Sixteen properties -- including part of the old...

TOWSON --

July 03, 1998|By From staff reports

TOWSON -- Sixteen properties -- including part of the old Catonsville Middle School on Bloomsbury Avenue -- are expected to be placed on the county's Historic Landmarks list by the County Council at its meeting Monday night.

The 16 would join 139 properties on the list, protecting them from external alterations or demolition. The Catonsville building, which dates to 1924, has been the center of a dispute between local preservationists and the county.

Worker seriously injured in scaffolding collapse

DUNDALK

DUNDALK -- A scaffolding collapse at Dundalk Middle School yesterday morning seriously injured one construction worker.

Eric Shields, 27, was one of two men working on scaffolding at the school when the mechanism that attaches the scaffolding to the side of the building sprang loose, said Baltimore County Fire Battalion Chief Mark Hubbard. Both men were wearing harnesses, and Shields stayed attached to the scaffolding as it fell to the ground.

Shields, whose address was not available, was employed by MBS Contracting, according to school officials. He was listed in serious condition yesterday at Maryland Shock Trauma Center.

Jewish center nears end of lobby renovation

OWINGS MILLS

OWINGS MILLS -- Workers are applying the finishing touches to a refurbished lobby at the Jewish Community Center's Owings Mills facility, as the organization passes the midpoint in its effort to raise $12 million to renovate its two Baltimore-area campuses.

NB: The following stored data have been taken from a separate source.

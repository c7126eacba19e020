//! AuthorReportBuilder: per-entity duplicate state and its text report

use super::grouping::{connected_components, union_find_groups};
use super::render::{self, CHAIN_SEPARATOR};
use crate::model::{Entity, EntityError, Reference};
use crate::sink::{write_atomically, SinkResult};
use std::collections::{BTreeMap, BTreeSet, HashMap};
use std::path::{Path, PathBuf};
use tracing::info;

/// Unordered pair of unique identifiers, stored smallest first
pub type IdPair = (String, String);

pub fn ordered_pair(a: String, b: String) -> IdPair {
    if a <= b {
        (a, b)
    } else {
        (b, a)
    }
}

/// Everything known about one entity's references.
///
/// References are first-write-wins: a second reference with an already known
/// unique identifier is ignored. Pairs are unordered and deduplicated.
#[derive(Debug, Clone)]
pub struct AuthorReportBuilder {
    entity: Entity,
    main_entity_id: String,
    references: BTreeMap<String, Reference>,
    trivial_duplicates: BTreeSet<IdPair>,
    potential_duplicates: BTreeSet<IdPair>,
}

impl AuthorReportBuilder {
    /// Fails when the entity carries none of the known identifier types.
    pub fn new(entity: Entity) -> Result<Self, EntityError> {
        let main_entity_id = entity.main_entity_id()?.to_string();
        Ok(Self {
            entity,
            main_entity_id,
            references: BTreeMap::new(),
            trivial_duplicates: BTreeSet::new(),
            potential_duplicates: BTreeSet::new(),
        })
    }

    pub fn entity(&self) -> &Entity {
        &self.entity
    }

    pub fn main_entity_id(&self) -> &str {
        &self.main_entity_id
    }

    /// Insert unless the unique identifier is already known.
    pub fn add_reference(&mut self, reference: &Reference) {
        self.references
            .entry(reference.unique_identifier())
            .or_insert_with(|| reference.clone());
    }

    pub fn reference(&self, unique_identifier: &str) -> Option<&Reference> {
        self.references.get(unique_identifier)
    }

    pub fn reference_count(&self) -> usize {
        self.references.len()
    }

    /// Record a certain duplicate; the pair stops being a potential one.
    pub fn add_trivial_duplicate(&mut self, reference1: &Reference, reference2: &Reference) {
        if let Some(pair) = Self::pair_of(reference1, reference2) {
            self.potential_duplicates.remove(&pair);
            self.trivial_duplicates.insert(pair);
        }
    }

    /// Record an uncertain duplicate, unless the pair is already trivial.
    pub fn add_potential_duplicate(&mut self, reference1: &Reference, reference2: &Reference) {
        if let Some(pair) = Self::pair_of(reference1, reference2) {
            if !self.trivial_duplicates.contains(&pair) {
                self.potential_duplicates.insert(pair);
            }
        }
    }

    /// A reference is never paired with itself.
    fn pair_of(reference1: &Reference, reference2: &Reference) -> Option<IdPair> {
        let (a, b) = (reference1.unique_identifier(), reference2.unique_identifier());
        (a != b).then(|| ordered_pair(a, b))
    }

    pub fn get_trivial_duplicates(&self) -> &BTreeSet<IdPair> {
        &self.trivial_duplicates
    }

    pub fn get_potential_duplicates(&self) -> &BTreeSet<IdPair> {
        &self.potential_duplicates
    }

    /// Render the report from the current state.
    ///
    /// Visual ids are assigned afresh on every call: `R{n}` for references
    /// outside any trivial group, `G{n}` for members of trivial group `n`.
    pub fn generate_report(&self) -> Vec<String> {
        let mut lines = render::entity_header(&self.entity);
        let mut visual_ids: HashMap<&str, String> = HashMap::new();

        let groups = union_find_groups(&self.trivial_duplicates);
        let grouped: BTreeSet<&str> = groups.iter().flatten().map(String::as_str).collect();

        render::subtitle(&mut lines, "Not Duplicated References:");
        let singles = self
            .references
            .iter()
            .filter(|(id, _)| !grouped.contains(id.as_str()));
        for (n, (id, reference)) in singles.enumerate() {
            let visual_id = format!("R{}", n + 1);
            lines.push(render::reference_block(reference, &visual_id));
            lines.push(String::new());
            visual_ids.insert(id, visual_id);
        }

        render::subtitle(&mut lines, "Trivial Duplicate Groups");
        for (g, group) in groups.iter().enumerate() {
            let group_number = g + 1;
            lines.push(render::group_header(group_number));
            let known = group.iter().filter_map(|id| self.references.get_key_value(id));
            for (r, (id, reference)) in known.enumerate() {
                let visual_id = format!("G{}-R{}", group_number, r + 1);
                lines.push(render::reference_block(reference, &visual_id));
                lines.push(String::new());
                visual_ids.insert(id, format!("G{}", group_number));
            }
        }

        let visual = |id: &str| visual_ids.get(id).cloned().unwrap_or_else(|| id.to_string());

        render::subtitle(&mut lines, "Pairs of Potential Duplicates");
        let mut printed: BTreeSet<(String, String)> = BTreeSet::new();
        for (a, b) in &self.potential_duplicates {
            let (visual_a, visual_b) = (visual(a.as_str()), visual(b.as_str()));
            if printed.contains(&(visual_b.clone(), visual_a.clone())) {
                continue;
            }
            if !printed.insert((visual_a.clone(), visual_b.clone())) {
                continue;
            }
            render::boxed(
                &mut lines,
                format!("Pair {}: {}{}{}", printed.len(), visual_a, CHAIN_SEPARATOR, visual_b),
                format!("Identifiers: {}{}{}", a, CHAIN_SEPARATOR, b),
            );
        }

        render::subtitle(&mut lines, "Chain of potential Duplicates");
        for (n, chain) in connected_components(&self.potential_duplicates).iter().enumerate() {
            let mut visual_chain: Vec<String> = Vec::new();
            for id in chain {
                let label = visual(id.as_str());
                if !visual_chain.contains(&label) {
                    visual_chain.push(label);
                }
            }
            render::boxed(
                &mut lines,
                format!("Chain n°{} : {}", n + 1, visual_chain.join(CHAIN_SEPARATOR)),
                format!("Identifiers: {}", chain.join(CHAIN_SEPARATOR)),
            );
        }
        lines.push(render::closing_rule());

        lines
    }

    /// Path of this entity's report inside `directory`.
    ///
    /// Path separators in the id become `_`, so the file always lands
    /// directly inside `directory`.
    pub fn report_path(&self, directory: &Path) -> PathBuf {
        let file_stem: String = self
            .main_entity_id
            .chars()
            .map(|c| if c == '/' || c == '\\' { '_' } else { c })
            .collect();
        directory.join(format!("{}.txt", file_stem))
    }

    /// Write the report to `<directory>/<main_entity_id>.txt`, replacing any
    /// previous version.
    pub fn dump_report(&self, directory: &Path) -> SinkResult<PathBuf> {
        let path = self.report_path(directory);
        write_atomically(&path, &self.generate_report().join("\n"))?;
        info!(path = %path.display(), references = self.references.len(), "report dumped");
        Ok(path)
    }
}

#[cfg(test)]
mod tests {
    use super::*;

    fn entity() -> Entity {
        Entity::new("Jeanne Dupont")
            .with_identifier("orcid", "0000-0001")
            .with_identifier("idref", "123")
    }

    fn builder() -> AuthorReportBuilder {
        AuthorReportBuilder::new(entity()).unwrap()
    }

    fn reference(id: &str) -> Reference {
        Reference::new("hal", id).with_title(format!("Title {}", id))
    }

    #[test]
    fn first_write_wins_for_references() {
        let mut builder = builder();
        builder.add_reference(&reference("a"));
        builder.add_reference(&Reference::new("hal", "a").with_title("Changed"));
        assert_eq!(builder.reference_count(), 1);
        assert_eq!(
            builder.reference("hal-a").unwrap().titles[0].value,
            "Title a"
        );
    }

    #[test]
    fn pairs_are_unordered_and_deduplicated() {
        let mut builder = builder();
        let (a, b) = (reference("a"), reference("b"));
        builder.add_trivial_duplicate(&a, &b);
        builder.add_trivial_duplicate(&b, &a);
        builder.add_trivial_duplicate(&a, &a);
        let first = builder.get_trivial_duplicates().clone();
        assert_eq!(first.len(), 1);
        assert!(first.contains(&("hal-a".to_string(), "hal-b".to_string())));
        assert_eq!(builder.get_trivial_duplicates(), &first);

        let c = reference("c");
        builder.add_potential_duplicate(&c, &a);
        builder.add_potential_duplicate(&a, &c);
        assert_eq!(builder.get_potential_duplicates().len(), 1);
    }

    #[test]
    fn trivial_and_potential_pairs_stay_disjoint() {
        let mut builder = builder();
        let (a, b) = (reference("a"), reference("b"));
        builder.add_potential_duplicate(&a, &b);
        builder.add_trivial_duplicate(&b, &a);
        assert!(builder.get_potential_duplicates().is_empty());

        builder.add_potential_duplicate(&a, &b);
        assert!(builder.get_potential_duplicates().is_empty());
        assert_eq!(builder.get_trivial_duplicates().len(), 1);
    }

    #[test]
    fn entity_without_known_identifier_is_rejected() {
        assert!(AuthorReportBuilder::new(Entity::new("Nobody")).is_err());
    }

    #[test]
    fn report_labels_singles_groups_pairs_and_chains() {
        let mut builder = builder();
        let refs: Vec<Reference> = ["a", "b", "c", "d", "e"].iter().map(|id| reference(id)).collect();
        for r in &refs {
            builder.add_reference(r);
        }
        builder.add_trivial_duplicate(&refs[0], &refs[1]);
        builder.add_trivial_duplicate(&refs[1], &refs[2]);
        builder.add_potential_duplicate(&refs[2], &refs[3]);
        builder.add_potential_duplicate(&refs[3], &refs[4]);

        let report = builder.generate_report();
        assert_eq!(report[0], "Author: Jeanne Dupont");
        assert_eq!(report[1], "Identifiers: orcid: 0000-0001, idref: 123\n");

        let text = report.join("\n");
        assert!(text.contains("Reference n°R1\n\t"));
        assert!(text.contains("Reference n°R2\n\t"));
        assert!(text.contains("Group n°1"));
        assert!(text.contains("Reference n°G1-R1"));
        assert!(text.contains("Reference n°G1-R3"));
        assert!(!text.contains("Group n°2"));
        assert!(text.contains("\tPair 1: G1 <---> R1"));
        assert!(text.contains("\tPair 2: R1 <---> R2"));
        assert!(text.contains("\tIdentifiers: hal-c <---> hal-d"));
        assert!(text.contains("\tChain n°1 : G1 <---> R1 <---> R2"));
        assert!(text.contains("\tIdentifiers: hal-c <---> hal-d <---> hal-e"));
        assert_eq!(report.last().unwrap(), &"=".repeat(50));
    }

    #[test]
    fn pairs_collapsing_to_same_visual_ids_are_printed_once() {
        let mut builder = builder();
        let refs: Vec<Reference> = ["a", "b", "x"].iter().map(|id| reference(id)).collect();
        for r in &refs {
            builder.add_reference(r);
        }
        builder.add_trivial_duplicate(&refs[0], &refs[1]);
        builder.add_potential_duplicate(&refs[0], &refs[2]);
        builder.add_potential_duplicate(&refs[2], &refs[1]);

        let text = builder.generate_report().join("\n");
        assert_eq!(text.matches("\tPair ").count(), 1);
        assert!(text.contains("\tChain n°1 : G1 <---> R1"));
    }

    #[test]
    fn report_is_idempotent_and_reflects_growth() {
        let mut builder = builder();
        builder.add_reference(&reference("a"));
        let first = builder.generate_report();
        assert_eq!(first, builder.generate_report());

        builder.add_reference(&reference("b"));
        builder.add_trivial_duplicate(&reference("a"), &reference("b"));
        let grown = builder.generate_report().join("\n");
        assert!(grown.contains("Reference n°G1-R2"));
        assert!(!grown.contains("Reference n°R1"));
    }

    #[test]
    fn dump_report_writes_file_named_by_main_id() {
        let dir = tempfile::tempdir().unwrap();
        let mut builder = builder();
        builder.add_reference(&reference("a"));

        let path = builder.dump_report(dir.path()).unwrap();
        assert_eq!(path, dir.path().join("123.txt"));
        let first = std::fs::read_to_string(&path).unwrap();
        assert_eq!(first, builder.generate_report().join("\n"));

        builder.add_reference(&reference("b"));
        builder.dump_report(dir.path()).unwrap();
        let second = std::fs::read_to_string(&path).unwrap();
        assert!(second.contains("Reference n°R2"));
    }

    #[test]
    fn report_path_stays_inside_directory() {
        let dir = tempfile::tempdir().unwrap();
        let entity = Entity::new("Jeanne Dupont").with_identifier("idref", "../escaped");
        let builder = AuthorReportBuilder::new(entity).unwrap();

        let path = builder.report_path(dir.path());
        assert_eq!(path, dir.path().join(".._escaped.txt"));
        assert_eq!(path.parent(), Some(dir.path()));

        builder.dump_report(dir.path()).unwrap();
        assert!(path.exists());
        assert!(!dir.path().parent().unwrap().join("escaped.txt").exists());
    }
}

The renovated lobby at the Owings Mills facility -- enlarged, and adorned with glass panels inscribed with Jewish sayings -- is to be completed within the next week, JCC officials said. It is the first in a series of planned projects that include new cafes, lounges, fitness centers and classrooms at the organization's Owings Mills and Park Heights facilities.

More than $6 million has been raised since the capital campaign's start late last year, JCC officials said.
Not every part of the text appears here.